> [Your objective]:
Transcribe each entry so that it matches the original exactly.

Stored data entries

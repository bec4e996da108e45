#![allow(dead_code)]

use serde::{Deserialize, Serialize};
use serde_json::{json, Value};
use sigfold::{
    first_arg, named_args, no_payload, signal_store, with_events, with_history, with_reducer,
    with_state, Action, SignalStore, StateChange, StateMap, StoreError,
};
use std::cell::RefCell;
use std::rc::Rc;

#[derive(Clone, Copy, Debug, PartialEq, Serialize, Deserialize)]
pub struct Point {
    pub x: i64,
    pub y: i64,
}

#[derive(Clone, Copy, Debug, PartialEq, Serialize, Deserialize)]
pub struct Circle {
    pub x: i64,
    pub y: i64,
    pub radius: i64,
}

pub fn canvas_initial_state() -> Value {
    json!({"circles": [], "activePoint": null})
}

pub fn canvas_events() -> sigfold::Feature {
    with_events([
        ("canvasLeftClick", first_arg()),
        ("canvasRightClick", first_arg()),
        ("updateRadius", named_args(&["circle", "radius"])),
        ("closeRadiusOverlay", no_payload()),
    ])
}

pub fn canvas_reducer(state: &StateMap, action: &Action) -> Result<StateChange, StoreError> {
    let Some(event) = action.as_event() else {
        return Ok(StateChange::Unchanged);
    };
    let mut next = state.clone();

    match event.event_type.as_str() {
        "canvasLeftClick" => {
            let point: Point = serde_json::from_value(event.payload.clone())?;
            let mut circles: Vec<Circle> = serde_json::from_value(state["circles"].clone())?;
            if circles.iter().any(|c| c.x == point.x && c.y == point.y) {
                return Ok(StateChange::Unchanged);
            }
            circles.push(Circle {
                x: point.x,
                y: point.y,
                radius: 10,
            });
            next.insert("circles".into(), serde_json::to_value(circles)?);
        }
        "canvasRightClick" => {
            next.insert("activePoint".into(), event.payload.clone());
        }
        "closeRadiusOverlay" => {
            next.insert("activePoint".into(), Value::Null);
        }
        "updateRadius" => {
            let target: Circle = serde_json::from_value(event.payload["circle"].clone())?;
            let radius = event.payload["radius"].as_i64().unwrap_or(target.radius);
            let circles: Vec<Circle> = serde_json::from_value(state["circles"].clone())?;
            let circles: Vec<Circle> = circles
                .into_iter()
                .map(|c| {
                    if c.x == target.x && c.y == target.y {
                        Circle { radius, ..c }
                    } else {
                        c
                    }
                })
                .collect();
            next.insert("circles".into(), serde_json::to_value(circles)?);
        }
        _ => return Ok(StateChange::Unchanged),
    }
    Ok(StateChange::Replace(next))
}

/// The circle-drawing store: events, state, reducer, then history over `circles`.
pub fn canvas_store() -> SignalStore {
    signal_store([
        canvas_events(),
        with_state(canvas_initial_state()),
        with_reducer(canvas_reducer),
        with_history(["circles"]),
    ])
    .unwrap()
}

pub fn circles(store: &SignalStore) -> Vec<Circle> {
    store.get_as("circles").unwrap()
}

pub fn click(store: &SignalStore, x: i64, y: i64) {
    store
        .emit("canvasLeftClick", &[json!({"x": x, "y": y})])
        .unwrap();
}

/// Shared log for ordering assertions.
#[derive(Clone, Default)]
pub struct CallLog(Rc<RefCell<Vec<String>>>);

impl CallLog {
    pub fn push(&self, entry: impl Into<String>) {
        self.0.borrow_mut().push(entry.into());
    }

    pub fn entries(&self) -> Vec<String> {
        self.0.borrow().clone()
    }

    pub fn clear(&self) {
        self.0.borrow_mut().clear();
    }
}

pub fn state_of(value: Value) -> StateMap {
    sigfold::into_state_map(value).unwrap()
}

> [Answer box]:
repository bec4e996da108e45
#![allow(dead_code)]

use serde::{Deserialize, Serialize};
use serde_json::{json, Value};
use sigfold::{
    first_arg, named_args, no_payload, signal_store, with_events, with_history, with_reducer,
    with_state, Action, SignalStore, StateChange, StateMap, StoreError,
};
use std::cell::RefCell;
use std::rc::Rc;

#[derive(Clone, Copy, Debug, PartialEq, Serialize, Deserialize)]
pub struct Point {
    pub x: i64,
    pub y: i64,
}

#[derive(Clone, Copy, Debug, PartialEq, Serialize, Deserialize)]
pub struct Circle {
    pub x: i64,
    pub y: i64,
    pub radius: i64,
}

pub fn canvas_initial_state() -> Value {
    json!({"circles": [], "activePoint": null})
}

pub fn canvas_events() -> sigfold::Feature {
    with_events([
        ("canvasLeftClick", first_arg()),
        ("canvasRightClick", first_arg()),
        ("updateRadius", named_args(&["circle", "radius"])),
        ("closeRadiusOverlay", no_payload()),
    ])
}

pub fn canvas_reducer(state: &StateMap, action: &Action) -> Result<StateChange, StoreError> {
    let Some(event) = action.as_event() else {
        return Ok(StateChange::Unchanged);
    };
    let mut next = state.clone();

    match event.event_type.as_str() {
        "canvasLeftClick" => {
            let point: Point = serde_json::from_value(event.payload.clone())?;
            let mut circles: Vec<Circle> = serde_json::from_value(state["circles"].clone())?;
            if circles.iter().any(|c| c.x == point.x && c.y == point.y) {
                return Ok(StateChange::Unchanged);
            }
            circles.push(Circle {
                x: point.x,
                y: point.y,
                radius: 10,
            });
            next.insert("circles".into(), serde_json::to_value(circles)?);
        }
        "canvasRightClick" => {
            next.insert("activePoint".into(), event.payload.clone());
        }
        "closeRadiusOverlay" => {
            next.insert("activePoint".into(), Value::Null);
        }
        "updateRadius" => {
            let target: Circle = serde_json::from_value(event.payload["circle"].clone())?;
            let radius = event.payload["radius"].as_i64().unwrap_or(target.radius);
            let circles: Vec<Circle> = serde_json::from_value(state["circles"].clone())?;
            let circles: Vec<Circle> = circles
                .into_iter()
                .map(|c| {
                    if c.x == target.x && c.y == target.y {
                        Circle { radius, ..c }
                    } else {
                        c
                    }
                })
                .collect();
            next.insert("circles".into(), serde_json::to_value(circles)?);
        }
        _ => return Ok(StateChange::Unchanged),
    }
    Ok(StateChange::Replace(next))
}

/// The circle-drawing store: events, state, reducer, then history over `circles`.
pub fn canvas_store() -> SignalStore {
    signal_store([
        canvas_events(),
        with_state(canvas_initial_state()),
        with_reducer(canvas_reducer),
        with_history(["circles"]),
    ])
    .unwrap()
}

pub fn circles(store: &SignalStore) -> Vec<Circle> {
    store.get_as("circles").unwrap()
}

pub fn click(store: &SignalStore, x: i64, y: i64) {
    store
        .emit("canvasLeftClick", &[json!({"x": x, "y": y})])
        .unwrap();
}

/// Shared log for ordering assertions.
#[derive(Clone, Default)]
pub struct CallLog(Rc<RefCell<Vec<String>>>);

impl CallLog {
    pub fn push(&self, entry: impl Into<String>) {
        self.0.borrow_mut().push(entry.into());
    }

    pub fn entries(&self) -> Vec<String> {
        self.0.borrow().clone()
    }

    pub fn clear(&self) {
        self.0.borrow_mut().clear();
    }
}

pub fn state_of(value: Value) -> StateMap {
    sigfold::into_state_map(value).unwrap()
}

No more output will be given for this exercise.